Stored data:

==============================

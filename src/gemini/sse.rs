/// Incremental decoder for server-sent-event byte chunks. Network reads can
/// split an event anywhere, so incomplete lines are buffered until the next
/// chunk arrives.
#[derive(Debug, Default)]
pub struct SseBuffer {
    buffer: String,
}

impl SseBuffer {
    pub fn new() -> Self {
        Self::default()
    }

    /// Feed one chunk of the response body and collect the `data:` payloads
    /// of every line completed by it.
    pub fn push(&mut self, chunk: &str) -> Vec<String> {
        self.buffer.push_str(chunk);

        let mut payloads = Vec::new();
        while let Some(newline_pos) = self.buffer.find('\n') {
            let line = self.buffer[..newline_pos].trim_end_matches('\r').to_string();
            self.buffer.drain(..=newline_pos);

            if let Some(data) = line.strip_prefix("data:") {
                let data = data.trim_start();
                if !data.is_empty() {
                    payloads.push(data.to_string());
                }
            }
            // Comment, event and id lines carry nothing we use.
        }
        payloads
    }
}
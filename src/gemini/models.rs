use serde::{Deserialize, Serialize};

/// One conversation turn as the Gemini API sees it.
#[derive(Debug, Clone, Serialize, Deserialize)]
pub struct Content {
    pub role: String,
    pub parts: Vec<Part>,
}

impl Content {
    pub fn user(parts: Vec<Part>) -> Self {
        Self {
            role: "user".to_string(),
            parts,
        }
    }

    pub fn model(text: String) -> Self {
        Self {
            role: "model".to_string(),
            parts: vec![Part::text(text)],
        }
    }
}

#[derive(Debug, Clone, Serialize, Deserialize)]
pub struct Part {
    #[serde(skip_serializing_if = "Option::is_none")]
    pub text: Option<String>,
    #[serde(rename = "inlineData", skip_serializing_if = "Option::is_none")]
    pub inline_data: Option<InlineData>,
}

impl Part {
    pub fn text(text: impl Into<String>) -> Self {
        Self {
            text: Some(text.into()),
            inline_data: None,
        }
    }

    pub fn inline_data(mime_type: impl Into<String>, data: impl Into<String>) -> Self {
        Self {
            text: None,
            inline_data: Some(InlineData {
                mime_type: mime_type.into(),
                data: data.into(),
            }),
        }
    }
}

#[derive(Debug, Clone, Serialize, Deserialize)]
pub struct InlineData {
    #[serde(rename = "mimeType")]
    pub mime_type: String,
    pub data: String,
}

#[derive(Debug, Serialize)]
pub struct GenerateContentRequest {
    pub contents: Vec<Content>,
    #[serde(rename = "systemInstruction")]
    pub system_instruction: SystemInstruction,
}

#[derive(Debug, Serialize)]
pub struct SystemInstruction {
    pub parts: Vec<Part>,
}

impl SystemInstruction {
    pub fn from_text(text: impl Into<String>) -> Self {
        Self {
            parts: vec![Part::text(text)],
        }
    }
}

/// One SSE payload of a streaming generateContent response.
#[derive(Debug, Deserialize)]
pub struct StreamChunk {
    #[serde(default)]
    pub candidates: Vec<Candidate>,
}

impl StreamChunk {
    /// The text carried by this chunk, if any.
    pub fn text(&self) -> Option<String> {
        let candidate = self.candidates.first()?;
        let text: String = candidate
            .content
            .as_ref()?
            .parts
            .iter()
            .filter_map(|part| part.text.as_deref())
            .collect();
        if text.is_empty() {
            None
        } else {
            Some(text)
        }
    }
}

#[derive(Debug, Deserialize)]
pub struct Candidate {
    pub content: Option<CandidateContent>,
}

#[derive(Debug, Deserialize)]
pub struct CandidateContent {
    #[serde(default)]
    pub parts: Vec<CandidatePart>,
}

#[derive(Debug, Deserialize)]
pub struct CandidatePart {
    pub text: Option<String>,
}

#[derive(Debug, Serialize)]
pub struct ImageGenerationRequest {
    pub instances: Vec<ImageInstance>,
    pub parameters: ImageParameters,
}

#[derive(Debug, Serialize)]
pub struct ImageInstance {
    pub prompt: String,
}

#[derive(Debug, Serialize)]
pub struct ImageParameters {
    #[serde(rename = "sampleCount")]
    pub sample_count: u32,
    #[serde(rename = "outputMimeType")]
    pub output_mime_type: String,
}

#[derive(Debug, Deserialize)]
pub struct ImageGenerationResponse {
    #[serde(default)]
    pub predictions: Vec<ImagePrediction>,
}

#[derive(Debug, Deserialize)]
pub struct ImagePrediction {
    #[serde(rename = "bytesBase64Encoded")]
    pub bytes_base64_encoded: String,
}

==============================

▶ _Work to be completed_
Beginning with the first line of the entries, repeat each line exactly until you have reproduced the one containing "if let Some(data)", and add nothing further.

▶ _Solved problem_
filename src/gemini/sse.rs
/// Incremental decoder for server-sent-event byte chunks. Network reads can
/// split an event anywhere, so incomplete lines are buffered until the next
/// chunk arrives.
#[derive(Debug, Default)]
pub struct SseBuffer {
    buffer: String,
}

impl SseBuffer {
    pub fn new() -> Self {
        Self::default()
    }

    /// Feed one chunk of the response body and collect the `data:` payloads
    /// of every line completed by it.
    pub fn push(&mut self, chunk: &str) -> Vec<String> {
        self.buffer.push_str(chunk);

        let mut payloads = Vec::new();
        while let Some(newline_pos) = self.buffer.find('\n') {
            let line = self.buffer[..newline_pos].trim_end_matches('\r').to_string();
            self.buffer.drain(..=newline_pos);

            if let Some(data) = line.strip_prefix("data:") {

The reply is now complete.